22. This we say for the reasons that firstly, respondent No. 1 is engaged in imparting education in higher studies to students at large. Secondly, it is discharging "public function" by way of imparting education. Thirdly, it is notified as a "Deemed University" by the Central Government under Section 3 of the UGC Act. Fourthly, being a “Deemed University”, all the provisions of the UGC Act are made applicable to respondent No. 1, which inter alia provides for effective discharge of the public function - namely education for the benefit of public. Fifthly, once respondent No. 1 is declared as “Deemed University" whose all functions and activities are governed by the UGC Act, alike other universities then it is an "authority" within the meaning ofArticle 12 of the Constitution. Lastly, once it is held to be an "authority" as provided in Article 12then as a necessary consequence, it becomes amenable to writ jurisdiction of High Court underArticle 226 of the Constitution.
23. In the light of foregoing discussion, we cannot concur with the finding rendered by the Division Bench and accordingly while reversing the finding we hold that the appellant's writ petition under Article 226 of the Constitution against respondent No. 1 is maintainable.

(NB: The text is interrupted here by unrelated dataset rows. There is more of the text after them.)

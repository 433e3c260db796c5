use axum::{
    Json, Router,
    extract::{Path, Query, State},
    routing::{get, patch, post},
};
use uuid::Uuid;

use crate::{
    dto::{
        disputes::{DisputeList, ResolveDisputeRequest, UpdateDisputeStatusRequest},
        orders::AdminReleaseRequest,
    },
    error::AppResult,
    middleware::auth::AuthUser,
    models::OrderAggregate,
    response::ApiResponse,
    routes::params::DisputeListQuery,
    services::{
        dispute_service,
        escrow_service::{self, EscrowOverview},
    },
    state::AppState,
    sweeper::SweepReport,
};

pub fn router() -> Router<AppState> {
    Router::new()
        .route("/orders/{id}/release", post(release_funds_admin))
        .route("/escrow", get(escrow_overview))
        .route("/escrow/auto-release", post(run_auto_release))
        .route("/disputes", get(list_disputes))
        .route("/disputes/{id}/resolve", post(resolve_dispute))
        .route("/disputes/{id}/status", patch(update_dispute_status))
}

#[utoipa::path(
    post,
    path = "/admin/orders/{id}/release",
    params(("id" = Uuid, Path, description = "Order ID")),
    request_body = AdminReleaseRequest,
    responses(
        (status = 200, description = "Escrow released by admin", body = ApiResponse<OrderAggregate>),
        (status = 403, description = "Forbidden"),
        (status = 409, description = "Nothing to release or dispute still open"),
    ),
    security(("user_id" = [])),
    tag = "Admin"
)]
pub async fn release_funds_admin(
    State(state): State<AppState>,
    user: AuthUser,
    Path(id): Path<Uuid>,
    payload: Option<Json<AdminReleaseRequest>>,
) -> AppResult<Json<ApiResponse<OrderAggregate>>> {
    let payload = payload.map(|Json(p)| p).unwrap_or_default();
    let resp = escrow_service::release_by_admin(&state, &user, id, payload).await?;
    Ok(Json(resp))
}

#[utoipa::path(
    get,
    path = "/admin/escrow",
    responses(
        (status = 200, description = "Orders holding funds in escrow", body = ApiResponse<EscrowOverview>),
        (status = 403, description = "Forbidden"),
    ),
    security(("user_id" = [])),
    tag = "Admin"
)]
pub async fn escrow_overview(
    State(state): State<AppState>,
    user: AuthUser,
) -> AppResult<Json<ApiResponse<EscrowOverview>>> {
    let resp = escrow_service::escrow_overview(&state, &user).await?;
    Ok(Json(resp))
}

#[utoipa::path(
    post,
    path = "/admin/escrow/auto-release",
    responses(
        (status = 200, description = "Run one auto-release sweep now", body = ApiResponse<SweepReport>),
        (status = 403, description = "Forbidden"),
    ),
    security(("user_id" = [])),
    tag = "Admin"
)]
pub async fn run_auto_release(
    State(state): State<AppState>,
    user: AuthUser,
) -> AppResult<Json<ApiResponse<SweepReport>>> {
    let resp = escrow_service::run_auto_release(&state, &user).await?;
    Ok(Json(resp))
}

#[utoipa::path(
    get,
    path = "/admin/disputes",
    params(
        ("scope" = Option<String>, Query, description = "open (default), resolved or all")
    ),
    responses(
        (status = 200, description = "Disputes, newest first", body = ApiResponse<DisputeList>),
        (status = 403, description = "Forbidden"),
    ),
    security(("user_id" = [])),
    tag = "Admin"
)]
pub async fn list_disputes(
    State(state): State<AppState>,
    user: AuthUser,
    Query(query): Query<DisputeListQuery>,
) -> AppResult<Json<ApiResponse<DisputeList>>> {
    let resp = dispute_service::list_disputes(&state, &user, query).await?;
    Ok(Json(resp))
}

#[utoipa::path(
    post,
    path = "/admin/disputes/{id}/resolve",
    params(("id" = Uuid, Path, description = "Dispute ID")),
    request_body = ResolveDisputeRequest,
    responses(
        (status = 200, description = "Dispute resolved", body = ApiResponse<OrderAggregate>),
        (status = 400, description = "Missing resolution or invalid refund amount"),
        (status = 403, description = "Forbidden"),
        (status = 409, description = "Dispute already resolved"),
    ),
    security(("user_id" = [])),
    tag = "Admin"
)]
pub async fn resolve_dispute(
    State(state): State<AppState>,
    user: AuthUser,
    Path(id): Path<Uuid>,
    Json(payload): Json<ResolveDisputeRequest>,
) -> AppResult<Json<ApiResponse<OrderAggregate>>> {
    let resp = dispute_service::resolve_dispute(&state, &user, id, payload).await?;
    Ok(Json(resp))
}

#[utoipa::path(
    patch,
    path = "/admin/disputes/{id}/status",
    params(("id" = Uuid, Path, description = "Dispute ID")),
    request_body = UpdateDisputeStatusRequest,
    responses(
        (status = 200, description = "Dispute moved along its review workflow", body = ApiResponse<OrderAggregate>),
        (status = 403, description = "Forbidden"),
        (status = 409, description = "Status change not allowed"),
    ),
    security(("user_id" = [])),
    tag = "Admin"
)]
pub async fn update_dispute_status(
    State(state): State<AppState>,
    user: AuthUser,
    Path(id): Path<Uuid>,
    Json(payload): Json<UpdateDisputeStatusRequest>,
) -> AppResult<Json<ApiResponse<OrderAggregate>>> {
    let resp = dispute_service::update_dispute_status(&state, &user, id, payload).await?;
    Ok(Json(resp))
}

24. This takes us to the next argument urged by learned counsel for the respondents. Placing reliance on para 231 of the decision of this Court in T.M.A. Pai Foundation & Ors. vs. State of Karnataka & Ors. (2002) 8 SCC 481, learned counsel contended that even assuming that the appellant's writ petition is maintainable, yet it should not be entertained for hearing on merits and instead the appellant be granted liberty to approach the District Judge/Additional District Judge of the concerned District which is designated as Tribunal till formation of regular Tribunal for redressal of her grievances as directed by the Constitution Bench in Para 231 of T.M.A. Pai's case (supra).
25. In normal course, we would have been inclined to accept this submission made by learned counsel for the respondents and would have also granted liberty to the appellant to approach the Tribunal in term of the directions given by the Constitution Bench of this Court. But since in this case, the Single Judge not only entertained the appellant's writ petition but he allowed the writ petition on merits whereas the Division Bench held the writ petition as not maintainable and thus declined to examine the merits of the controversy involved in the writ petition.
26. We do not consider it proper to direct the appellant at this stage to approach the Tribunal and file a dispute before the Tribunal. Instead, we consider it just and proper to remand the case to the Division Bench of the High Court to decide the respondent's appeal on merits on the question as to whether the Single Judge was justified in allowing the writ petition on merits.
27. Before parting, we consider it apposite to state that we have not examined the controversy raised by the appellant in her writ petition on merits and confined our examination to the question whether the writ petition against respondent No. 1 was maintainable or not.
28. In view of foregoing discussion, the appeal succeeds and is allowed. The impugned order is set aside. Writ Appeal No. 932 of 2013 out of which this appeal arises is restored to its original number. The Division Bench is requested to decide the appeal expeditiously on merits in accordance with law without being influenced by any of our observations.
[J. CHELAMESWAR] ………..................................J.
[ABHAY MANOHAR SAPRE] New Delhi, December 15, 2015.